TASK TO CARRY OUT —
How many lines in the entries below contain the word "StatusCode"? Answer with the number and nothing else.

==*==

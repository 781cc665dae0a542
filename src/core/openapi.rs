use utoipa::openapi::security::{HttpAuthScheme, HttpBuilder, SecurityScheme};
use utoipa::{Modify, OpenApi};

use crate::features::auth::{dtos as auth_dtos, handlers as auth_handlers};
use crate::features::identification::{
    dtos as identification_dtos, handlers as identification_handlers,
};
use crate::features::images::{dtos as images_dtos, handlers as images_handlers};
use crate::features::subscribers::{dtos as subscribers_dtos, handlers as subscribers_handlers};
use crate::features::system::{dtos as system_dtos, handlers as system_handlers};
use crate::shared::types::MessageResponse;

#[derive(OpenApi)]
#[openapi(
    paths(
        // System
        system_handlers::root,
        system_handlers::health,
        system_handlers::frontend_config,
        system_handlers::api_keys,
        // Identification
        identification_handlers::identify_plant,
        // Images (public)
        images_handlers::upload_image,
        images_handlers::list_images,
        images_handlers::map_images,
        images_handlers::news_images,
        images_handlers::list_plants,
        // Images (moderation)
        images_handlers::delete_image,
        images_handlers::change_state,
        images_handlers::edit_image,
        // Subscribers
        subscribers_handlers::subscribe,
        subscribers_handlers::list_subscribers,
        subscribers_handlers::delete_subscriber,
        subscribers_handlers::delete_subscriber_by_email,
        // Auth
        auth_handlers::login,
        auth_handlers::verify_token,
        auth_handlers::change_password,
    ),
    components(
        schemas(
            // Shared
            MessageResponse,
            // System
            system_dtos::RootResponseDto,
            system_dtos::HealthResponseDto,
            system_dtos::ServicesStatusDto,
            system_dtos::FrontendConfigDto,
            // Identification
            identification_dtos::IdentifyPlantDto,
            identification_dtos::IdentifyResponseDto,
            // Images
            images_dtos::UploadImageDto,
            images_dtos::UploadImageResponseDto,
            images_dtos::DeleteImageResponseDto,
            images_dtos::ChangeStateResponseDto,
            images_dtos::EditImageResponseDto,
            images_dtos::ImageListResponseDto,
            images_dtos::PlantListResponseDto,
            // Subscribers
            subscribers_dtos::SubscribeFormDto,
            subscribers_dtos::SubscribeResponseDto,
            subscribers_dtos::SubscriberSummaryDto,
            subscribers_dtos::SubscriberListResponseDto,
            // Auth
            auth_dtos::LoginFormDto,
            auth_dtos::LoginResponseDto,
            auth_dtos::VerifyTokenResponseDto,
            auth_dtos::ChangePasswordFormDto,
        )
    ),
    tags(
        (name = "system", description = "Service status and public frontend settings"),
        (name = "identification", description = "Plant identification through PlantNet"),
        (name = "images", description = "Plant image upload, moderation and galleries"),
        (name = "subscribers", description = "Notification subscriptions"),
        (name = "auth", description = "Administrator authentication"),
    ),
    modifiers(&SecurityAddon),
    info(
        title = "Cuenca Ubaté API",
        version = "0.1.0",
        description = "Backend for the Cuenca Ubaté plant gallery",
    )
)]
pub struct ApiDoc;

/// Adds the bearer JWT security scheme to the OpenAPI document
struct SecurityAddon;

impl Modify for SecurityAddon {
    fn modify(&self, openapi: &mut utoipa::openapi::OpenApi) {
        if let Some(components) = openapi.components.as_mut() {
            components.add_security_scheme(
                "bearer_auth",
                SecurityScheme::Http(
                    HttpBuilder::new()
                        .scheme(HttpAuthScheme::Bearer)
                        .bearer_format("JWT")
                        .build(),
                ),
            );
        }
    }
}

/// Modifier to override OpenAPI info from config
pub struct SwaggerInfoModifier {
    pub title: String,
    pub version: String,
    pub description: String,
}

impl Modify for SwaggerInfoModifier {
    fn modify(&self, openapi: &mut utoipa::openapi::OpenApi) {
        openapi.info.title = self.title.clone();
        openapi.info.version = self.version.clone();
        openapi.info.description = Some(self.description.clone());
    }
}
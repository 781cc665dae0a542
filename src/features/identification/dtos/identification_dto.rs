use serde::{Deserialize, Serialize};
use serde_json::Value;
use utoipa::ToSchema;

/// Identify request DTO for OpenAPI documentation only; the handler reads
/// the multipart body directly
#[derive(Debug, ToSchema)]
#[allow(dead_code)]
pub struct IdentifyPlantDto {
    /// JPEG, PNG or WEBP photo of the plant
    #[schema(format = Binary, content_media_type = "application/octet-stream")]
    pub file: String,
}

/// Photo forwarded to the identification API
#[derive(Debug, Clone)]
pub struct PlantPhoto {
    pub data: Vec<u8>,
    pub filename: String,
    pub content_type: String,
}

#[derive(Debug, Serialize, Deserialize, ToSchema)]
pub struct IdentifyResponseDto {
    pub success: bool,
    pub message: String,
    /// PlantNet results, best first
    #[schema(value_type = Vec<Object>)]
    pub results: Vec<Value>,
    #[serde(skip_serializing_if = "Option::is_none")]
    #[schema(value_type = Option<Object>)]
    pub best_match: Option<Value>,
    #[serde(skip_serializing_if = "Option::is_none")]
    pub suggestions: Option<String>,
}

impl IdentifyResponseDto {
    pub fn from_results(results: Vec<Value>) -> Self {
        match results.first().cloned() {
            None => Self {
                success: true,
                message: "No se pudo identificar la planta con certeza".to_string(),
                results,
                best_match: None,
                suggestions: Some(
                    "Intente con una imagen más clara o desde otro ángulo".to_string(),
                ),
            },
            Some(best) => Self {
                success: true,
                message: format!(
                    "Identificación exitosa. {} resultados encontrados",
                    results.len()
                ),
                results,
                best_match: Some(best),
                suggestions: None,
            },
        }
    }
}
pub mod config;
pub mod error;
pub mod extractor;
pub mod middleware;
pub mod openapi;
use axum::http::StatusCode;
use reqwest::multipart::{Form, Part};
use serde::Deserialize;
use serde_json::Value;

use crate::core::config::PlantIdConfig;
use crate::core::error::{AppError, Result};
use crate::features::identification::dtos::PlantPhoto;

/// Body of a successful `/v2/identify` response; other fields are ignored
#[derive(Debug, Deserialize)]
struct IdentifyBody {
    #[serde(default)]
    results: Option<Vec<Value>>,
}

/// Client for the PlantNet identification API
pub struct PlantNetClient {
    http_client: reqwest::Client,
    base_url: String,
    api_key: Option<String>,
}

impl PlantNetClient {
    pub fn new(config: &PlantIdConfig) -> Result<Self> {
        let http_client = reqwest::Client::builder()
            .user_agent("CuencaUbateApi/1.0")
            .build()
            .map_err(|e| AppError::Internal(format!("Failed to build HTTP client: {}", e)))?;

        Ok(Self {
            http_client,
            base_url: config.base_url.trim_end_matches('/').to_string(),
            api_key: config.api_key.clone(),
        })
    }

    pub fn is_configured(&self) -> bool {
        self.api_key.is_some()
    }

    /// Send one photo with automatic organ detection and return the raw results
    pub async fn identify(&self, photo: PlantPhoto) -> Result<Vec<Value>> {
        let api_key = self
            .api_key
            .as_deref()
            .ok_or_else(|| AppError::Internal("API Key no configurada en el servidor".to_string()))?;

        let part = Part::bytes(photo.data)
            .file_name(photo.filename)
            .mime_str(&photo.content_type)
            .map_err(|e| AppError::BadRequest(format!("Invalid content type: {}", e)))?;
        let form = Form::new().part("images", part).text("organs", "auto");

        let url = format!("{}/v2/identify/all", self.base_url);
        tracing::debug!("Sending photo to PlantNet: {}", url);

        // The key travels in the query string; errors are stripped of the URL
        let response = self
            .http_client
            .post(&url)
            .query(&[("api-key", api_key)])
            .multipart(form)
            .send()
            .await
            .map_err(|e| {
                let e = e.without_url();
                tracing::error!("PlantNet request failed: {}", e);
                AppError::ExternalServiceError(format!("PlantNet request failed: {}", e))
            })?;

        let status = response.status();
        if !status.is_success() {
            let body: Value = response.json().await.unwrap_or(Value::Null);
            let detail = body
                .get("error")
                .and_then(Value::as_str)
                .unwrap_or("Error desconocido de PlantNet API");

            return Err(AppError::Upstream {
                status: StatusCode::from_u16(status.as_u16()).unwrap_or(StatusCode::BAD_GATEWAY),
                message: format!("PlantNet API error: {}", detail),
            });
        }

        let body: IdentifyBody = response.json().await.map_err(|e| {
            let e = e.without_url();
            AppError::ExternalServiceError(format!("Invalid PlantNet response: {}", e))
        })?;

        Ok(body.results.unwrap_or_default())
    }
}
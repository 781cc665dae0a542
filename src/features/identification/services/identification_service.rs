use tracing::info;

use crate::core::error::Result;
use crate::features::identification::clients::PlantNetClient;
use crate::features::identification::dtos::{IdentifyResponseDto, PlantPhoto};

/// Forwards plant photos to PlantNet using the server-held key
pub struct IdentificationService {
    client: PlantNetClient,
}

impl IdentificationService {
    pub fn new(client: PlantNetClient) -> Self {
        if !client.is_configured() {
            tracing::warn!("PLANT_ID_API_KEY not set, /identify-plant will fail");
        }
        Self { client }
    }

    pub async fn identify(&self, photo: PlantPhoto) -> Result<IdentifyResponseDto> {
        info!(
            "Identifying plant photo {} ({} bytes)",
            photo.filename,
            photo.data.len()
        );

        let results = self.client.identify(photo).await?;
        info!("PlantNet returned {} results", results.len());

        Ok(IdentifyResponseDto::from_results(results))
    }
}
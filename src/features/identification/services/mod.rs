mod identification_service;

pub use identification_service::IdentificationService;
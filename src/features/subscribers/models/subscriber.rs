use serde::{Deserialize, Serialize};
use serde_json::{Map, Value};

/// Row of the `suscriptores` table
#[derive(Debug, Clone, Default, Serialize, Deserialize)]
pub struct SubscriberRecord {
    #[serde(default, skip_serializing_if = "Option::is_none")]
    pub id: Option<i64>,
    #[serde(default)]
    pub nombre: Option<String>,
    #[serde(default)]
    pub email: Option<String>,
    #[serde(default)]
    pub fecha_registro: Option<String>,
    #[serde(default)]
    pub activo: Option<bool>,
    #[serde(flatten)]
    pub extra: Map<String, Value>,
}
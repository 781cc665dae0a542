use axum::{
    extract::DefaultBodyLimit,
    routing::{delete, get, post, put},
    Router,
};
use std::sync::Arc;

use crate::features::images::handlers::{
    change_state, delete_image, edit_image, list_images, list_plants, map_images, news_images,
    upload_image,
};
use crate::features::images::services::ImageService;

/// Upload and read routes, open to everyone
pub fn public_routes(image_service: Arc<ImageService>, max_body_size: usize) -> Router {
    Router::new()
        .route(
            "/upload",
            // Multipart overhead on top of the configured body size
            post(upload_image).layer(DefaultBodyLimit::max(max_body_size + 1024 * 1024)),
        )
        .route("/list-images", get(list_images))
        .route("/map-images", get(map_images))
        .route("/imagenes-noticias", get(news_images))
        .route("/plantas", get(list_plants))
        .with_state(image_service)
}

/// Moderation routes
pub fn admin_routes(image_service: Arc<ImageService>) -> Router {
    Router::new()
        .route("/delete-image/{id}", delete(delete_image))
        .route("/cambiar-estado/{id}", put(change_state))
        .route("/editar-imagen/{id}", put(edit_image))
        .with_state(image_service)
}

==*==

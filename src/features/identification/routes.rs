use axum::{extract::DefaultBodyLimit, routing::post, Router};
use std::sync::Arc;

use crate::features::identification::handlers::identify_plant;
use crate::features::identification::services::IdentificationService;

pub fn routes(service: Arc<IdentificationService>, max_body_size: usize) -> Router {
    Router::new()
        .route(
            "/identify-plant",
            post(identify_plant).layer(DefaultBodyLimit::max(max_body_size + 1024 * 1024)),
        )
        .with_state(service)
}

==*==

EXERCISE RESULT —
2